Con la centralidad en la toma de decisiones económicas y políticas por parte de la SEP, que contradice de entrada su objetivo prioritario de “poner en el centro a la escuela misma”, la negociación salarial, solapada por el SNTE, agudizará los conflictos cuando se confronte con lo alcanzado desde hace décadas por sindicatos locales o estatales, es decir, cuando determinadas conquistas o hasta prebendas, usos y costumbres se vean deshilvanados porque el gobierno federal invade todas las atribuciones que estaban en manos de las representaciones locales. El modelo Michoacán se ha extendido al sector educativo.

Los más preocupados, no obstante, son los directores y el personal académico que están al frente de las instituciones de educación media superior y superior. Porque teniendo que afrontar el problema del enorme rezago y deses­colarización (la tasa de abandono escolar en la educación media superior es la más alta del sistema: 60%), se quiere imponer un esquema tipo “europeo” de “marco curricular común”, dentro de un “Sistema Nacional de Bachillerato”, para las instituciones federales y estatales, en donde no está involucrado el bachillerato de las universidades públicas ni privadas (que concentran la gran mayoría de la población en el nivel, con más de 85% de la matrícula total), para alcanzar una meta de absorción de 80% del grupo de edad escolar correspondiente para 2018. Imposible.

Hacia la educación superior, aunque todas las universidades públicas están saturadas, se pretende pasar de 25% de tasa bruta de escolarización a 40%, con la idea de que ampliando la matrícula con licenciaturas a distancia, o haciendo crecer opciones técnicas intermedias, se podrá alcanzar esta meta. Durante décadas ha ocurrido lo contrario: la contracción de la oferta educativa universitaria, que se agrava ahora dado que no se han programado los recursos multianuales solicitados por las universidades, ni la propuesta de construcción de otras cuatro instituciones de este tipo responde al crecimiento que tiene la demanda social.

Las estrategias y metas que se han presentado en el Programa Sectorial de Educación 2013-2018, como las mencionadas, suenan más a bien a retórica burocrática, como para tener algo que hacer; a un ejercicio de cumplimiento formal de requisitos dispuestos en la Ley de Planeación, pero no de atención a los ingentes requerimientos de construcción de una política pública en el sector educativo con legitimidad y participación (¿alguien se acuerda de que hay foros de discusión?), desde una prospectiva debidamente sustentada.

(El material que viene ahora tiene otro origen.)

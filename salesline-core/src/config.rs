//! Configuration management
//!
//! Settings live in `settings.json` inside the data directory:
//! ```json
//! {
//!   "supplier": "PEPSICO",
//!   "batchSize": 1000,
//!   "rules": { "counterClients": ["6421", "7706"], ... }
//! }
//! ```
//! Every key is optional; missing keys take the defaults below.

use std::collections::{BTreeMap, BTreeSet, HashMap};
use std::path::Path;

use anyhow::{Context, Result};
use serde::{Deserialize, Serialize};

use crate::domain::Owner;

pub const DEFAULT_SUPPLIER: &str = "PEPSICO";
pub const DEFAULT_BATCH_SIZE: usize = 1000;

/// Raw settings.json structure
#[derive(Debug, Clone, Default, Serialize, Deserialize)]
#[serde(rename_all = "camelCase")]
struct SettingsFile {
    #[serde(default, skip_serializing_if = "Option::is_none")]
    supplier: Option<String>,
    #[serde(default, skip_serializing_if = "Option::is_none")]
    batch_size: Option<usize>,
    #[serde(default, skip_serializing_if = "Option::is_none")]
    rules: Option<RuleConfig>,
    #[serde(flatten)]
    other: HashMap<String, serde_json::Value>,
}

/// Salesline configuration
#[derive(Debug, Clone)]
pub struct Config {
    /// Only sales whose supplier observation equals this name are kept
    pub supplier: String,
    /// Rows per emitted chunk
    pub batch_size: usize,
    pub rules: RuleConfig,
    // Keep the raw settings for preservation when saving
    _raw_settings: SettingsFile,
}

impl Default for Config {
    fn default() -> Self {
        Self {
            supplier: DEFAULT_SUPPLIER.to_string(),
            batch_size: DEFAULT_BATCH_SIZE,
            rules: RuleConfig::default(),
            _raw_settings: SettingsFile::default(),
        }
    }
}

impl Config {
    /// Load config from the data directory
    ///
    /// Supplier and batch size can be overridden with SALESLINE_SUPPLIER and
    /// SALESLINE_BATCH_SIZE.
    pub fn load(data_dir: &Path) -> Result<Self> {
        let settings_path = data_dir.join("settings.json");

        let raw: SettingsFile = if settings_path.exists() {
            let content = std::fs::read_to_string(&settings_path)
                .with_context(|| format!("Failed to read {}", settings_path.display()))?;
            serde_json::from_str(&content)
                .with_context(|| format!("Invalid settings in {}", settings_path.display()))?
        } else {
            SettingsFile::default()
        };

        let config = Self::from_raw(raw).with_overrides(
            std::env::var("SALESLINE_SUPPLIER").ok(),
            std::env::var("SALESLINE_BATCH_SIZE").ok(),
        );
        Ok(config)
    }

    fn from_raw(raw: SettingsFile) -> Self {
        Self {
            supplier: raw
                .supplier
                .clone()
                .unwrap_or_else(|| DEFAULT_SUPPLIER.to_string()),
            batch_size: raw.batch_size.unwrap_or(DEFAULT_BATCH_SIZE),
            rules: raw.rules.clone().unwrap_or_default(),
            _raw_settings: raw,
        }
    }

    /// Apply environment-style overrides; unparseable or empty values are ignored
    fn with_overrides(mut self, supplier: Option<String>, batch_size: Option<String>) -> Self {
        if let Some(supplier) = supplier.filter(|s| !s.trim().is_empty()) {
            self.supplier = supplier;
        }
        if let Some(size) = batch_size.and_then(|s| s.trim().parse::<usize>().ok()) {
            self.batch_size = size;
        }
        self.batch_size = self.batch_size.max(1);
        self
    }

    /// Normalized supplier name the filter compares against
    pub fn supplier_key(&self) -> String {
        self.supplier.trim().to_uppercase()
    }

    /// Save config to the data directory
    /// Preserves other settings we don't manage
    pub fn save(&self, data_dir: &Path) -> Result<()> {
        let settings_path = data_dir.join("settings.json");

        let mut settings = if settings_path.exists() {
            let content = std::fs::read_to_string(&settings_path)?;
            serde_json::from_str::<SettingsFile>(&content).unwrap_or_default()
        } else {
            self._raw_settings.clone()
        };

        settings.supplier = Some(self.supplier.clone());
        settings.batch_size = Some(self.batch_size);
        settings.rules = Some(self.rules.clone());

        let content = serde_json::to_string_pretty(&settings)?;
        std::fs::write(&settings_path, content)?;
        Ok(())
    }
}

/// A (client, rep) pair pinned to the counter identity under another client code
#[derive(Debug, Clone, PartialEq, Eq, Serialize, Deserialize)]
#[serde(rename_all = "camelCase")]
pub struct PinnedException {
    pub client_code: String,
    pub rep_code: String,
    pub target_client_code: String,
}

/// Rewrites branch `from` to `to` for clients last seen at `to`
#[derive(Debug, Clone, PartialEq, Eq, Serialize, Deserialize)]
#[serde(rename_all = "camelCase")]
pub struct BranchOverrideRule {
    pub from: String,
    pub to: String,
}

/// Reps under one supervisor code that always belong to a fixed branch
#[derive(Debug, Clone, PartialEq, Eq, Serialize, Deserialize)]
#[serde(rename_all = "camelCase")]
pub struct SellerBranchRule {
    pub supervisor_code: String,
    pub rep_codes: BTreeSet<String>,
    pub branch: String,
}

/// Fixed constants of the reattribution and post-processing rules
#[derive(Debug, Clone, PartialEq, Eq, Serialize, Deserialize)]
#[serde(rename_all = "camelCase", default)]
pub struct RuleConfig {
    pub pinned_exceptions: Vec<PinnedException>,
    pub counter_identity: Owner,
    pub counter_clients: BTreeSet<String>,
    /// Substring of the client name marking the national-account chain
    pub chain_marker: String,
    /// First synthetic rep code handed out to chain branches
    pub chain_code_seed: u64,
    pub chain_fallback_code: String,
    pub chain_fallback_name: String,
    /// Primary route-rep code that marks a client as inactive
    pub inactive_route: String,
    pub inactive_identity: Owner,
    /// Supervisor label of inactive pseudo-owners
    pub inactive_supervisor: String,
    /// Prefix of the per-branch inactive rep code and name
    pub inactive_branch_prefix: String,
    /// Canonical spelling of the counter supervisor
    pub counter_supervisor: String,
    /// Uppercased spellings that canonicalize to `counter_supervisor`
    pub counter_supervisor_variants: BTreeSet<String>,
    /// Uppercased misspelling -> canonical supervisor name
    pub supervisor_aliases: BTreeMap<String, String>,
    pub branch_override: BranchOverrideRule,
    pub seller_branch: SellerBranchRule,
}

impl Default for RuleConfig {
    fn default() -> Self {
        let set = |items: &[&str]| items.iter().map(|s| s.to_string()).collect();
        Self {
            pinned_exceptions: vec![PinnedException {
                client_code: "9569".to_string(),
                rep_code: "53".to_string(),
                target_client_code: "7706".to_string(),
            }],
            counter_identity: Owner::new("BALCAO_SP", "BALCAO", "BALCAO"),
            counter_clients: set(&["6421", "7706", "9814", "11405", "9763"]),
            chain_marker: "AMERICANAS".to_string(),
            chain_code_seed: 1001,
            chain_fallback_code: "1001".to_string(),
            chain_fallback_name: "AMERICANAS".to_string(),
            inactive_route: "53".to_string(),
            inactive_identity: Owner::new("INATIVO", "Inativo", "INATIVOS"),
            inactive_supervisor: "INATIVOS".to_string(),
            inactive_branch_prefix: "INATIVOS".to_string(),
            counter_supervisor: "BALCAO".to_string(),
            counter_supervisor_variants: set(&["BALCAO", "BALCÃO"]),
            supervisor_aliases: BTreeMap::from([(
                "OSÉAS SANTOS OL".to_string(),
                "OSVALDO NUNES O".to_string(),
            )]),
            branch_override: BranchOverrideRule {
                from: "05".to_string(),
                to: "08".to_string(),
            },
            seller_branch: SellerBranchRule {
                supervisor_code: "12".to_string(),
                rep_codes: set(&["291", "292", "293", "284", "289", "287", "286"]),
                branch: "08".to_string(),
            },
        }
    }
}

impl RuleConfig {
    /// Correct known misspellings and fold counter-label variants
    ///
    /// Names that match neither are returned unchanged.
    pub fn canonical_supervisor(&self, raw: &str) -> String {
        let key = raw.trim().to_uppercase();
        if let Some(canonical) = self.supervisor_aliases.get(&key) {
            return canonical.clone();
        }
        if self.counter_supervisor_variants.contains(&key) {
            return self.counter_supervisor.clone();
        }
        raw.to_string()
    }

    /// True for any spelling of the counter supervisor
    pub fn is_counter_supervisor(&self, name: &str) -> bool {
        self.counter_supervisor_variants
            .contains(&name.trim().to_uppercase())
    }

    /// True for the inactive pseudo-supervisor label
    pub fn is_inactive_supervisor(&self, name: &str) -> bool {
        name.trim().to_uppercase() == self.inactive_supervisor.to_uppercase()
    }

    /// Synthetic owner for a national-account sale attributed to a branch
    pub fn chain_name(&self, branch: &str) -> String {
        format!("{} {}", self.chain_marker, branch)
    }

    /// Synthetic inactive owner for a branch
    pub fn inactive_owner_for_branch(&self, branch: &str, supervisor: &str) -> Owner {
        Owner::new(
            format!("{}_{}", self.inactive_branch_prefix, branch),
            format!("{} {}", self.inactive_branch_prefix, branch),
            supervisor,
        )
    }
}

#[cfg(test)]
mod tests {
    use super::*;
    use tempfile::TempDir;

    #[test]
    fn test_empty_settings_yield_defaults() {
        let config = Config::from_raw(serde_json::from_str("{}").unwrap());
        assert_eq!(config.supplier, "PEPSICO");
        assert_eq!(config.batch_size, 1000);
        assert!(config.rules.counter_clients.contains("7706"));
    }

    #[test]
    fn test_invalid_settings_file_is_an_error() {
        let dir = TempDir::new().unwrap();
        std::fs::write(dir.path().join("settings.json"), "{ not json").unwrap();
        assert!(Config::load(dir.path()).is_err());
    }

    #[test]
    fn test_partial_rules_keep_other_defaults() {
        let raw: SettingsFile = serde_json::from_str(
            r#"{ "supplier": "elma", "rules": { "chainMarker": "LOJAS" } }"#,
        )
        .unwrap();
        let config = Config::from_raw(raw);
        assert_eq!(config.supplier_key(), "ELMA");
        assert_eq!(config.rules.chain_marker, "LOJAS");
        assert_eq!(config.rules.inactive_route, "53");
    }

    #[test]
    fn test_overrides() {
        let config = Config::default().with_overrides(Some("ACME".into()), Some("250".into()));
        assert_eq!(config.supplier, "ACME");
        assert_eq!(config.batch_size, 250);

        let config = Config::default().with_overrides(Some("  ".into()), Some("zero".into()));
        assert_eq!(config.supplier, "PEPSICO");
        assert_eq!(config.batch_size, 1000);

        let config = Config::default().with_overrides(None, Some("0".into()));
        assert_eq!(config.batch_size, 1);
    }

    #[test]
    fn test_save_preserves_unknown_keys() {
        let dir = TempDir::new().unwrap();
        let path = dir.path().join("settings.json");
        std::fs::write(&path, r#"{ "theme": "dark", "batchSize": 10 }"#).unwrap();

        let mut config = Config::default();
        config.batch_size = 20;
        config.save(dir.path()).unwrap();

        let saved: serde_json::Value =
            serde_json::from_str(&std::fs::read_to_string(&path).unwrap()).unwrap();
        assert_eq!(saved["theme"], "dark");
        assert_eq!(saved["batchSize"], 20);
        assert_eq!(saved["rules"]["inactiveRoute"], "53");
    }

    #[test]
    fn test_canonical_supervisor() {
        let rules = RuleConfig::default();
        assert_eq!(rules.canonical_supervisor(" oséas santos ol "), "OSVALDO NUNES O");
        assert_eq!(rules.canonical_supervisor("Balcão"), "BALCAO");
        assert_eq!(rules.canonical_supervisor("JANE"), "JANE");
        assert!(rules.is_counter_supervisor("balcao"));
        assert!(rules.is_inactive_supervisor("Inativos"));
    }

    #[test]
    fn test_synthetic_inactive_owner() {
        let owner = RuleConfig::default().inactive_owner_for_branch("01", "JANE");
        assert_eq!(owner, Owner::new("INATIVOS_01", "INATIVOS 01", "JANE"));
    }

    #[test]
    fn test_inactive_prefix_is_independent_of_supervisor_label() {
        let rules: RuleConfig =
            serde_json::from_str(r#"{"inactiveSupervisor": "DESATIVADOS"}"#).unwrap();
        assert!(rules.is_inactive_supervisor("desativados"));
        assert!(!rules.is_inactive_supervisor("INATIVOS"));
        assert_eq!(
            rules.inactive_owner_for_branch("02", "JANE"),
            Owner::new("INATIVOS_02", "INATIVOS 02", "JANE")
        );

        let rules: RuleConfig =
            serde_json::from_str(r#"{"inactiveBranchPrefix": "INAT"}"#).unwrap();
        assert!(rules.is_inactive_supervisor("INATIVOS"));
        assert_eq!(rules.inactive_owner_for_branch("02", "JANE").rep_code, "INAT_02");
    }
}
//! Row projector - reattributed raw rows into canonical sale records

use chrono::{Datelike, NaiveDate};
use rust_decimal::Decimal;

use crate::domain::extract::sale_fields as f;
use crate::domain::value::{normalize_branch, parse_amount, parse_date, parse_quantity};
use crate::domain::{RawRow, SaleRecord};
use crate::services::lookup::{ClientMaster, ProductMaster};

const NOT_AVAILABLE: &str = "N/A";

/// Order date, replaced by the ship date when its month lags the ship month
fn effective_order_date(order: Option<NaiveDate>, ship: Option<NaiveDate>) -> Option<NaiveDate> {
    match (order, ship) {
        (Some(o), Some(s)) if (o.year(), o.month()) < (s.year(), s.month()) => Some(s),
        _ => order,
    }
}

/// Map one reattributed row into the output schema
pub fn project_sale(row: &RawRow, clients: &ClientMaster, products: &ProductMaster) -> SaleRecord {
    let client_code = row.trimmed(f::CLIENT_CODE);
    let client = clients.get(&client_code);
    let product_code = row.trimmed(f::PRODUCT_CODE);

    let quantity = parse_quantity(row.get(f::QUANTITY));
    let master_pack = products.master_pack(&product_code);

    let ship_date = parse_date(row.get(f::SHIP_DATE));
    let order_date = effective_order_date(parse_date(row.get(f::ORDER_DATE)), ship_date);

    let (client_name, city, neighborhood) = match client {
        Some(c) => (c.display_name.clone(), c.city.clone(), c.neighborhood.clone()),
        None => (
            NOT_AVAILABLE.to_string(),
            NOT_AVAILABLE.to_string(),
            NOT_AVAILABLE.to_string(),
        ),
    };

    SaleRecord {
        order_id: row.text(f::ORDER_ID),
        rep_name: row.text(f::REP_NAME),
        supervisor: row.text(f::SUPERVISOR),
        description: row.text(f::DESCRIPTION),
        supplier_name: row.text(f::SUPPLIER_NAME),
        supplier_note: row.trimmed(f::SUPPLIER_NOTE),
        supplier_code: row.trimmed(f::SUPPLIER_CODE),
        rep_code: row.text(f::REP_CODE),
        client_name,
        city,
        neighborhood,
        client_code,
        quantity,
        gross_amount: parse_amount(row.get(f::GROSS_AMOUNT)),
        bonus_amount: parse_amount(row.get(f::BONUS_AMOUNT)),
        return_amount: parse_amount(row.get(f::RETURN_AMOUNT)),
        net_weight: parse_amount(row.get(f::NET_WEIGHT)),
        order_date,
        ship_date,
        status: row.text(f::STATUS),
        branch: normalize_branch(&row.text(f::BRANCH)),
        supervisor_code: row.trimmed(f::SUPERVISOR_CODE),
        unit_stock: parse_amount(row.get(f::UNIT_STOCK)),
        master_pack_units: Decimal::from(quantity) / Decimal::from(master_pack),
        sale_type: row.trimmed(f::SALE_TYPE),
        product_code,
    }
}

Con planteamientos reduccionistas, con un largo listado de buenos propósitos, la planeación se ha cumplido en tiempo y forma, pero los propósitos aparecen como una mera ilusión para los actores reales del sistema, aunque sí se ven aprobados por los grupos empresariales (competencias, estándares, capital humano, aseguramiento de la calidad) conformes con ideas más bien de tipo pragmático y cortoplacista.

Para el resto de los profesores y estudiantes, de las familias y los más excluidos, las fallas que se resienten representan más bien un verdadero peligro, porque confirman que la oportunidad de transformar el sistema educativo ha vuelto a quedarse en el diseño arquitectónico y en la formalidad de la entrega de los planos. Queda en entredicho la operación y efectividad de tal sistema, y se refuerza el temor de que siga llevándose a más niños y jóvenes entre las ruedas de la ignorancia y la exclusión.